Physics-Informed Neural Networks: Unlocking Next-Gen Scientific Computing and Real-World Applications

Latest 50 papers on physics-informed neural networks: Dec. 27, 2025

Physics-Informed Neural Networks (PINNs) are rapidly transforming how we solve complex scientific and engineering problems. By embedding the fundamental laws of physics directly into neural network architectures and loss functions, PINNs offer a powerful alternative to traditional numerical methods, particularly for partial differential equations (PDEs), inverse problems, and real-time simulations. This exciting convergence of AI and physical sciences is pushing the boundaries of what’s possible, as evidenced by a recent surge of innovative research.

The Big Idea(s) & Core Innovations

Recent advancements in PINNs are primarily driven by efforts to enhance their accuracy, robustness, efficiency, and applicability to more challenging problems. A key theme across many papers is tackling the inherent difficulties of PINNs, such as spectral bias, handling discontinuities, and enforcing boundary conditions.

For instance, the Alternating Easy-Hard PINN (AEH-PINN) method, proposed by Zhaoqian Gao and Min Yang from the School of Mathematics and Information Sciences, Yantai University, in their paper “More Consistent Accuracy PINN via Alternating Easy-Hard Training”, introduces a hybrid training strategy that dynamically balances sample difficulty. This significantly improves accuracy, achieving relative L2 errors as low as O(10⁻⁵) to O(10⁻⁶) across diverse PDEs. Complementing this, the paper “FG-PINNs: A neural network method for solving nonhomogeneous PDEs with high frequency components” by J. Zheng et al. addresses spectral bias by using dual subnetworks to handle high- and low-frequency components separately, demonstrating superior convergence.

Another significant area of innovation lies in improving PINN architectures and training dynamics. Researchers from the University of Paris-Saclay, France, in “A Control Perspective on Training PINNs”, reinterpret PINN optimization as a control-affine system, introducing integral and leaky-integral controllers for enhanced stability and robustness, especially with noisy data or model mismatch.
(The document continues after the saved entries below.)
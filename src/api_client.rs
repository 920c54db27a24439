use anyhow::{Context, Result};
use reqwest::blocking::{Client, RequestBuilder, Response};
use reqwest::StatusCode;
use std::time::Duration;
use thiserror::Error;
use tracing::debug;

use crate::models::{
    FeedbackPage, FeedbackRequest, ItemId, ListResponse, PageResult, QueryKey, VoteDirection,
    VoteRequest, VoteTally,
};

const API_PREFIX: &str = "/api/v1/translations";
const ADMIN_USER: &str = "admin";

/// Everything that can go wrong talking to the remote data service.
#[derive(Error, Debug, Clone, PartialEq, Eq)]
pub enum RemoteError {
    #[error("rate limited")]
    RateLimited,

    #[error("unauthorized")]
    Unauthorized,

    #[error("rejected ({status}): {message}")]
    Rejected { status: u16, message: String },

    #[error("server returned status {0}")]
    Status(u16),

    #[error("transport error: {0}")]
    Transport(String),

    #[error("malformed response: {0}")]
    Decode(String),
}

/// How a failure is surfaced to the user.
#[derive(Debug, Clone, Copy, PartialEq, Eq)]
pub enum FailureCategory {
    /// Rate limit: roll back, show the rejection, let the user retry later.
    TransientRejected,
    /// Network, 5xx or parse failure.
    StructuralFailure,
    /// The service refused the input itself.
    ValidationFailure,
}

impl RemoteError {
    pub fn category(&self) -> FailureCategory {
        match self {
            RemoteError::RateLimited => FailureCategory::TransientRejected,
            RemoteError::Rejected { .. } => FailureCategory::ValidationFailure,
            RemoteError::Unauthorized
            | RemoteError::Status(_)
            | RemoteError::Transport(_)
            | RemoteError::Decode(_) => FailureCategory::StructuralFailure,
        }
    }
}

impl From<reqwest::Error> for RemoteError {
    fn from(err: reqwest::Error) -> Self {
        if err.is_decode() {
            RemoteError::Decode(err.to_string())
        } else if let Some(status) = err.status() {
            RemoteError::Status(status.as_u16())
        } else {
            RemoteError::Transport(err.to_string())
        }
    }
}

/// Credentials for the administrative feedback feed.
#[derive(Debug, Clone, PartialEq, Eq)]
pub struct AdminCredentials {
    pub password: String,
}

/// The request/response contract of the remote data service.
///
/// Calls block; callers run them off the UI thread (see `dispatch`).
pub trait RemoteExecutor: Send + Sync {
    fn list(&self, key: &QueryKey, limit: u32) -> Result<PageResult, RemoteError>;

    fn vote(&self, id: ItemId, direction: VoteDirection) -> Result<VoteTally, RemoteError>;

    fn submit_feedback(&self, id: ItemId, text: &str) -> Result<(), RemoteError>;

    fn admin_feedback(
        &self,
        credentials: &AdminCredentials,
        page: u32,
        limit: u32,
    ) -> Result<FeedbackPage, RemoteError>;
}

pub struct LeaderboardClient {
    client: Client,
    base_url: String,
}

impl LeaderboardClient {
    pub fn new(base_url: &str, timeout: Duration) -> Result<Self> {
        let client = Client::builder()
            .timeout(timeout)
            .user_agent(concat!("leaderboard-reader/", env!("CARGO_PKG_VERSION")))
            .build()
            .context("Failed to create HTTP client")?;

        Ok(Self {
            client,
            base_url: base_url.trim_end_matches('/').to_string(),
        })
    }

    fn url(&self, path: &str) -> String {
        format!("{}{}", self.base_url, path)
    }

    fn send(&self, request: RequestBuilder) -> Result<Response, RemoteError> {
        let response = request.send()?;
        let status = response.status();
        if status.is_success() {
            return Ok(response);
        }

        if status == StatusCode::TOO_MANY_REQUESTS {
            return Err(RemoteError::RateLimited);
        }
        if status == StatusCode::UNAUTHORIZED {
            return Err(RemoteError::Unauthorized);
        }
        if status == StatusCode::BAD_REQUEST || status == StatusCode::UNPROCESSABLE_ENTITY {
            let message = response
                .json::<ErrorBody>()
                .map(|body| body.error)
                .unwrap_or_else(|_| status.canonical_reason().unwrap_or("bad request").to_string());
            return Err(RemoteError::Rejected {
                status: status.as_u16(),
                message,
            });
        }
        Err(RemoteError::Status(status.as_u16()))
    }
}

#[derive(serde::Deserialize)]
struct ErrorBody {
    error: String,
}

impl RemoteExecutor for LeaderboardClient {
    fn list(&self, key: &QueryKey, limit: u32) -> Result<PageResult, RemoteError> {
        let request = self
            .client
            .get(self.url(API_PREFIX))
            .query(&key.query_params(limit));
        let body: ListResponse = self.send(request)?.json()?;
        debug!("Fetched {} items for {}", body.data.len(), key);
        Ok(body.into())
    }

    fn vote(&self, id: ItemId, direction: VoteDirection) -> Result<VoteTally, RemoteError> {
        let request = self
            .client
            .post(self.url(&format!("{API_PREFIX}/{id}/vote")))
            .json(&VoteRequest {
                vote: direction.as_wire(),
            });
        Ok(self.send(request)?.json()?)
    }

    fn submit_feedback(&self, id: ItemId, text: &str) -> Result<(), RemoteError> {
        let request = self
            .client
            .post(self.url(&format!("{API_PREFIX}/{id}/feedback")))
            .json(&FeedbackRequest { text });
        self.send(request)?;
        Ok(())
    }

    fn admin_feedback(
        &self,
        credentials: &AdminCredentials,
        page: u32,
        limit: u32,
    ) -> Result<FeedbackPage, RemoteError> {
        let request = self
            .client
            .get(self.url("/admin/feedback"))
            .query(&[("page", page), ("limit", limit)])
            .basic_auth(ADMIN_USER, Some(&credentials.password));
        Ok(self.send(request)?.json()?)
    }
}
This theoretical underpinning is echoed by “A new initialisation to Control Gradients in Sinusoidal Neural network” by Andrea Combette et al. (ENSL, CNRS UMR 5672 Lyon), which proposes a novel initialization strategy for sinusoidal networks (like SIREN) to control gradients and prevent spectral bias, leading to improved generalization. Furthermore, Taeyoung Kim and Myungjoo Kang (Korea Institute for Advanced Study, Seoul National University) in “Why Rectified Power Unit Networks Fail and How to Improve It: An Effective Field Theory Perspective” introduce MRePU, a modified activation function that ensures stable training and accurate derivative approximation, crucial for PINN applications.

Addressing complex boundary conditions and discontinuities is also a major focus. The paper “Boundary condition enforcement with PINNs: a comparative study and verification on 3D geometries” by Conor Rowan et al. (Smead Aerospace Engineering Sciences, University of Colorado Boulder) recommends using the strong form loss due to its generality for complex 3D geometries. Similarly, Xinjie He and Chenggong Zhang (University of California, Los Angeles) extend the Time-Evolving Natural Gradient (TENG) framework in “TENG++: Time-Evolving Natural Gradient for Solving PDEs With Deep Neural Nets under General Boundary Conditions” to support general boundary conditions with penalty terms, improving accuracy and stability. For highly discontinuous problems, Saif Ur Rehman and Wajid Yousuf’s “Extended Physics Informed Neural Network for Hyperbolic Two-Phase Flow in Porous Media (XPINN)” dynamically partitions the domain and uses localized subnetworks to resolve steep gradients without artificial diffusion.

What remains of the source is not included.